[[ Exercise input, beginning ]]

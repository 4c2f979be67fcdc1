// ugBC - A retargetable BASIC compiler creating binaries for 8-bit home computers
// Copyright (C) 2026  Marcel Joachim Kloubert <marcel@kloubert.dev>
//
// This program is free software: you can redistribute it and/or modify
// it under the terms of the GNU Affero General Public License as published by
// the Free Software Foundation, either version 3 of the License, or
// (at your option) any later version.
//
// This program is distributed in the hope that it will be useful,
// but WITHOUT ANY WARRANTY; without even the implied warranty of
// MERCHANTABILITY or FITNESS FOR A PARTICULAR PURPOSE.  See the
// GNU Affero General Public License for more details.
//
// You should have received a copy of the GNU Affero General Public License
// along with this program.  If not, see <https://www.gnu.org/licenses/>.

//! ugBC compiler library.
//!
//! ugBC compiles ugBASIC programs into assembly for 8-bit home computers
//! and drives the external assembler to produce the final binary.
//!
//! # Modules
//!
//! - [`lexer`] and [`parser`]: a single pass over the source; the parser
//!   calls the code generation verbs as it recognizes statements
//! - [`environment`]: the state of one compilation
//! - [`symbols`], [`types`], [`control`], [`memory`], [`assets`]: the
//!   tables the code generator works on
//! - [`codegen`]: the verbs, target independent
//! - [`backend`]: processors and machines
//! - [`emitter`]: assembly buffers and the runtime preprocessor
//! - [`optimizer`]: peephole and flow passes over the generated assembly
//! - [`output`]: program layout, linker configuration, packaging
//! - [`toolchain`]: the external assembler, linker and imagers
//!
//! # Example
//!
//! ```no_run
//! use ugbc::config::{CompilerOptions, TargetKind};
//!
//! let compilation = ugbc::compile("PRINT \"HELLO\"", CompilerOptions::default(), TargetKind::C64)?;
//! println!("{}", compilation.program.assembly);
//! # Ok::<(), ugbc::CompileError>(())
//! ```

pub mod assets;
pub mod backend;
pub mod codegen;
pub mod config;
pub mod control;
pub mod emitter;
pub mod environment;
pub mod error;
pub mod lexer;
pub mod memory;
pub mod optimizer;
pub mod output;
pub mod parser;
pub mod symbols;
pub mod toolchain;
pub mod types;

pub use config::{CompilerOptions, OutputFormat, TargetKind};
pub use environment::Environment;
pub use error::{format_critical, format_error, CompileError, ErrorCode, Result, Span, Warning};
pub use output::{ComposedProgram, StoredFile};

use backend::Target;
use codegen::FlowEmitter;
use optimizer::OptimizerStats;
use std::path::Path;

/// The version of the compiler.
pub const VERSION: &str = env!("CARGO_PKG_VERSION");

/// The name of the compiler.
pub const NAME: &str = "ugBC";

/// The result of compiling one program.
#[derive(Debug, Clone)]
pub struct Compilation {
    pub target: TargetKind,
    pub program: ComposedProgram,
    /// The additional information report.
    pub info: String,
    pub warnings: Vec<Warning>,
    pub stats: OptimizerStats,
    /// Files of the STORAGE blocks, in declaration order.
    pub storage: Vec<StoredFile>,
}

/// Compile `source` for `target`.
pub fn compile(source: &str, options: CompilerOptions, target: TargetKind) -> Result<Compilation> {
    let mut env = Environment::new(options, Target::new(target));
    compile_in(&mut env, source)
}

/// Compile the file at `path`; assets are resolved next to it.
pub fn compile_file(path: &Path, options: CompilerOptions, target: TargetKind) -> Result<Compilation> {
    let source = std::fs::read_to_string(path).map_err(|e| {
        CompileError::unlocated(
            ErrorCode::CannotReadFile,
            format!("cannot read {}: {}", path.display(), e),
        )
    })?;
    let mut env = Environment::new(options, Target::new(target));
    if let Some(dir) = path.parent().filter(|d| !d.as_os_str().is_empty()) {
        env.source_dir = dir.to_path_buf();
    }
    compile_in(&mut env, &source)
}

/// Compile `source` in a prepared environment.
pub fn compile_in(env: &mut Environment, source: &str) -> Result<Compilation> {
    log::debug!("parsing {} byte(s) for {}", source.len(), env.target.kind);
    if env.options.ten_liner_rules {
        lexer::check_ten_liner(source)?;
    }
    parser::parse_program(env, source)?;
    env.symbols.labels.verify()?;
    env.control.verify_empty()?;
    let restores = env.symbols.data.resolve_restores()?;
    env.end_program();

    let code = env.out.take_lines();
    log::debug!("optimizing {} line(s)", code.len());
    let (code, stats) = optimizer::optimize(code, env.target.cpu.as_ref(), env.options.peephole_limit);
    let program = output::compose(env, code, &restores)?;
    let storage = stored_files(env)?;
    let info = output::info::render_info(env, &program, &stats);

    Ok(Compilation {
        target: env.target.kind,
        program,
        info,
        warnings: env.warnings.clone(),
        stats,
        storage,
    })
}

fn stored_files(env: &Environment) -> Result<Vec<StoredFile>> {
    let mut files = Vec::new();
    for storage in &env.symbols.storages {
        for file in &storage.files {
            let data = std::fs::read(&file.source).map_err(|e| {
                CompileError::unlocated(
                    ErrorCode::StorageFileNotFound,
                    format!("cannot read {}: {}", file.source.display(), e),
                )
            })?;
            files.push(StoredFile {
                name: file.target.clone(),
                data,
            });
        }
    }
    Ok(files)
}

#[cfg(test)]
mod tests {
    use super::*;

    #[test]
    fn test_version() {
        assert!(!VERSION.is_empty());
    }

    #[test]
    fn test_name() {
        assert_eq!(NAME, "ugBC");
    }

    #[test]
    fn test_compile_empty_program() {
        let compilation = compile("", CompilerOptions::default(), TargetKind::C64).unwrap();
        assert_eq!(compilation.program.format, OutputFormat::Prg);
        assert!(compilation.program.assembly.contains("JSR STARTUP"));
        assert!(compilation.warnings.is_empty());
    }

    #[test]
    fn test_ten_liner_rules() {
        let source = "PRINT 1\n".repeat(11);
        let options = CompilerOptions {
            ten_liner_rules: true,
            ..CompilerOptions::default()
        };
        let error = compile(&source, options, TargetKind::C64).unwrap_err();
        assert_eq!(error.code, ErrorCode::TenLinerViolation);
        assert!(compile(&source, CompilerOptions::default(), TargetKind::C64).is_ok());
    }

    #[test]
    fn test_unclosed_block_fails_at_end() {
        let error = compile("DO\nPRINT 1\n", CompilerOptions::default(), TargetKind::C64).unwrap_err();
        assert_eq!(error.code, ErrorCode::DoWithoutLoop);
    }
}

[[ Exercise input, end ]]

» **What to work on**: The records above should be transcribed in full, with no differences.

» **The answer**:
repository 4c2f979be67fcdc1
// ugBC - A retargetable BASIC compiler creating binaries for 8-bit home computers
// Copyright (C) 2026  Marcel Joachim Kloubert <marcel@kloubert.dev>
//
// This program is free software: you can redistribute it and/or modify
// it under the terms of the GNU Affero General Public License as published by
// the Free Software Foundation, either version 3 of the License, or
// (at your option) any later version.
//
// This program is distributed in the hope that it will be useful,
// but WITHOUT ANY WARRANTY; without even the implied warranty of
// MERCHANTABILITY or FITNESS FOR A PARTICULAR PURPOSE.  See the
// GNU Affero General Public License for more details.
//
// You should have received a copy of the GNU Affero General Public License
// along with this program.  If not, see <https://www.gnu.org/licenses/>.

//! ugBC compiler library.
//!
//! ugBC compiles ugBASIC programs into assembly for 8-bit home computers
//! and drives the external assembler to produce the final binary.
//!
//! # Modules
//!
//! - [`lexer`] and [`parser`]: a single pass over the source; the parser
//!   calls the code generation verbs as it recognizes statements
//! - [`environment`]: the state of one compilation
//! - [`symbols`], [`types`], [`control`], [`memory`], [`assets`]: the
//!   tables the code generator works on
//! - [`codegen`]: the verbs, target independent
//! - [`backend`]: processors and machines
//! - [`emitter`]: assembly buffers and the runtime preprocessor
//! - [`optimizer`]: peephole and flow passes over the generated assembly
//! - [`output`]: program layout, linker configuration, packaging
//! - [`toolchain`]: the external assembler, linker and imagers
//!
//! # Example
//!
//! ```no_run
//! use ugbc::config::{CompilerOptions, TargetKind};
//!
//! let compilation = ugbc::compile("PRINT \"HELLO\"", CompilerOptions::default(), TargetKind::C64)?;
//! println!("{}", compilation.program.assembly);
//! # Ok::<(), ugbc::CompileError>(())
//! ```

pub mod assets;
pub mod backend;
pub mod codegen;
pub mod config;
pub mod control;
pub mod emitter;
pub mod environment;
pub mod error;
pub mod lexer;
pub mod memory;
pub mod optimizer;
pub mod output;
pub mod parser;
pub mod symbols;
pub mod toolchain;
pub mod types;

pub use config::{CompilerOptions, OutputFormat, TargetKind};
pub use environment::Environment;
pub use error::{format_critical, format_error, CompileError, ErrorCode, Result, Span, Warning};
pub use output::{ComposedProgram, StoredFile};

use backend::Target;
use codegen::FlowEmitter;
use optimizer::OptimizerStats;
use std::path::Path;

/// The version of the compiler.
pub const VERSION: &str = env!("CARGO_PKG_VERSION");

/// The name of the compiler.
pub const NAME: &str = "ugBC";

/// The result of compiling one program.
#[derive(Debug, Clone)]
pub struct Compilation {
    pub target: TargetKind,
    pub program: ComposedProgram,
    /// The additional information report.
    pub info: String,
    pub warnings: Vec<Warning>,
    pub stats: OptimizerStats,
    /// Files of the STORAGE blocks, in declaration order.
    pub storage: Vec<StoredFile>,
}

/// Compile `source` for `target`.
pub fn compile(source: &str, options: CompilerOptions, target: TargetKind) -> Result<Compilation> {
    let mut env = Environment::new(options, Target::new(target));
    compile_in(&mut env, source)
}

/// Compile the file at `path`; assets are resolved next to it.
pub fn compile_file(path: &Path, options: CompilerOptions, target: TargetKind) -> Result<Compilation> {
    let source = std::fs::read_to_string(path).map_err(|e| {
        CompileError::unlocated(
            ErrorCode::CannotReadFile,
            format!("cannot read {}: {}", path.display(), e),
        )
    })?;
    let mut env = Environment::new(options, Target::new(target));
    if let Some(dir) = path.parent().filter(|d| !d.as_os_str().is_empty()) {
        env.source_dir = dir.to_path_buf();
    }
    compile_in(&mut env, &source)
}

/// Compile `source` in a prepared environment.
pub fn compile_in(env: &mut Environment, source: &str) -> Result<Compilation> {
    log::debug!("parsing {} byte(s) for {}", source.len(), env.target.kind);
    if env.options.ten_liner_rules {
        lexer::check_ten_liner(source)?;
    }
    parser::parse_program(env, source)?;
    env.symbols.labels.verify()?;
    env.control.verify_empty()?;
    let restores = env.symbols.data.resolve_restores()?;
    env.end_program();

    let code = env.out.take_lines();
    log::debug!("optimizing {} line(s)", code.len());
    let (code, stats) = optimizer::optimize(code, env.target.cpu.as_ref(), env.options.peephole_limit);
    let program = output::compose(env, code, &restores)?;
    let storage = stored_files(env)?;
    let info = output::info::render_info(env, &program, &stats);

    Ok(Compilation {
        target: env.target.kind,
        program,
        info,
        warnings: env.warnings.clone(),
        stats,
        storage,
    })
}

fn stored_files(env: &Environment) -> Result<Vec<StoredFile>> {
    let mut files = Vec::new();
    for storage in &env.symbols.storages {
        for file in &storage.files {
            let data = std::fs::read(&file.source).map_err(|e| {
                CompileError::unlocated(
                    ErrorCode::StorageFileNotFound,
                    format!("cannot read {}: {}", file.source.display(), e),
                )
            })?;
            files.push(StoredFile {
                name: file.target.clone(),
                data,
            });
        }
    }
    Ok(files)
}

#[cfg(test)]
mod tests {
    use super::*;

    #[test]
    fn test_version() {
        assert!(!VERSION.is_empty());
    }

    #[test]
    fn test_name() {
        assert_eq!(NAME, "ugBC");
    }

    #[test]
    fn test_compile_empty_program() {
        let compilation = compile("", CompilerOptions::default(), TargetKind::C64).unwrap();
        assert_eq!(compilation.program.format, OutputFormat::Prg);
        assert!(compilation.program.assembly.contains("JSR STARTUP"));
        assert!(compilation.warnings.is_empty());
    }

    #[test]
    fn test_ten_liner_rules() {
        let source = "PRINT 1\n".repeat(11);
        let options = CompilerOptions {
            ten_liner_rules: true,
            ..CompilerOptions::default()
        };
        let error = compile(&source, options, TargetKind::C64).unwrap_err();
        assert_eq!(error.code, ErrorCode::TenLinerViolation);
        assert!(compile(&source, CompilerOptions::default(), TargetKind::C64).is_ok());
    }

    #[test]
    fn test_unclosed_block_fails_at_end() {
        let error = compile("DO\nPRINT 1\n", CompilerOptions::default(), TargetKind::C64).unwrap_err();
        assert_eq!(error.code, ErrorCode::DoWithoutLoop);
    }
}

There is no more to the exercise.